--- WORK ITEM ---
The answer must restate every record word for word.

[SOURCE DATA Boundary: Start]

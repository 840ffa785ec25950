use axum::{debug_handler, response::Redirect};
use tower_sessions::Session;

use crate::{AppResult, session};

#[debug_handler]
pub(crate) async fn logout(session: Session) -> AppResult<Redirect> {
    if let Some(principal) = session::principal(&session).await? {
        tracing::info!(uid = %principal.uid, "goodbye");
    }
    session.flush().await?;
    Ok(Redirect::to("/"))
}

[SOURCE DATA Boundary: End]

--- WRITTEN ANSWER ---
repository 840ffa785ec25950
use axum::{debug_handler, response::Redirect};
use tower_sessions::Session;

use crate::{AppResult, session};

#[debug_handler]
pub(crate) async fn logout(session: Session) -> AppResult<Redirect> {
    if let Some(principal) = session::principal(&session).await? {
        tracing::info!(uid = %principal.uid, "goodbye");
    }
    session.flush().await?;
    Ok(Redirect::to("/"))
}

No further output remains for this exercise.